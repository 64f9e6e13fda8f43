//! Service Configuration
//!
//! Operational settings loaded from TOML, replacing hardcoded paths and
//! bounds with operator-tunable values. Decision thresholds are *not*
//! configuration - they are part of the trained model contract and live as
//! constants next to the code that applies them.
//!
//! ## Loading Order
//!
//! 1. `FLEET_SENTINEL_CONFIG` environment variable (path to TOML file)
//! 2. `fleet_sentinel.toml` in the current working directory
//! 3. Built-in defaults
//!
//! ## Usage
//!
//! Call `config::init()` once at startup, then `config::get()` anywhere.

use std::sync::OnceLock;

use serde::{Deserialize, Serialize};

/// Global service configuration, initialized once at startup.
static CONFIG: OnceLock<SentinelConfig> = OnceLock::new();

/// Initialize the global configuration.
///
/// Repeated calls are ignored with a warning so tests that share a process
/// can each attempt initialization safely.
pub fn init(config: SentinelConfig) {
    if CONFIG.set(config).is_err() {
        tracing::warn!("config::init() called more than once - ignoring");
    }
}

/// Get a reference to the global configuration, falling back to defaults
/// when `init()` has not run (unit tests).
pub fn get() -> &'static SentinelConfig {
    CONFIG.get_or_init(SentinelConfig::default)
}

/// Top-level TOML configuration.
#[derive(Debug, Clone, Default, Serialize, Deserialize)]
#[serde(default)]
pub struct SentinelConfig {
    pub server: ServerConfig,
    pub storage: StorageConfig,
    pub models: ModelsConfig,
    pub pipeline: PipelineConfig,
    pub hub: HubConfig,
}

#[derive(Debug, Clone, Serialize, Deserialize)]
#[serde(default)]
pub struct ServerConfig {
    /// HTTP bind address
    pub addr: String,
}

impl Default for ServerConfig {
    fn default() -> Self {
        Self {
            addr: "0.0.0.0:8080".to_string(),
        }
    }
}

#[derive(Debug, Clone, Serialize, Deserialize)]
#[serde(default)]
pub struct StorageConfig {
    /// Directory for the sled record store
    pub data_dir: String,
}

impl Default for StorageConfig {
    fn default() -> Self {
        Self {
            data_dir: "./data".to_string(),
        }
    }
}

#[derive(Debug, Clone, Serialize, Deserialize)]
#[serde(default)]
pub struct ModelsConfig {
    /// Directory holding the three pretrained artifacts
    pub dir: String,
}

impl Default for ModelsConfig {
    fn default() -> Self {
        Self {
            dir: "./models".to_string(),
        }
    }
}

#[derive(Debug, Clone, Serialize, Deserialize)]
#[serde(default)]
pub struct PipelineConfig {
    /// Admission bound on concurrent ingest calls
    pub max_concurrent_ingests: usize,
}

impl Default for PipelineConfig {
    fn default() -> Self {
        Self {
            max_concurrent_ingests: 64,
        }
    }
}

#[derive(Debug, Clone, Serialize, Deserialize)]
#[serde(default)]
pub struct HubConfig {
    /// Per-observer broadcast channel capacity
    pub channel_capacity: usize,
}

impl Default for HubConfig {
    fn default() -> Self {
        Self {
            channel_capacity: 100,
        }
    }
}

impl SentinelConfig {
    /// Load configuration using the documented precedence. A present but
    /// unparseable file is a startup warning, not a fatal error - the
    /// service falls back to defaults rather than refusing to monitor.
    pub fn load() -> Self {
        let path = std::env::var("FLEET_SENTINEL_CONFIG")
            .unwrap_or_else(|_| "fleet_sentinel.toml".to_string());

        match std::fs::read_to_string(&path) {
            Ok(raw) => match toml::from_str(&raw) {
                Ok(config) => {
                    tracing::info!(path = %path, "Configuration loaded");
                    config
                }
                Err(e) => {
                    tracing::warn!(path = %path, error = %e, "Invalid config file - using defaults");
                    Self::default()
                }
            },
            Err(_) => {
                tracing::info!(path = %path, "No config file found - using defaults");
                Self::default()
            }
        }
    }
}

YOUR OBJECTIVE:
Go through the lines of the material, counting those with the word "that"; afterward give only the total.

WRITTEN REPLY:
2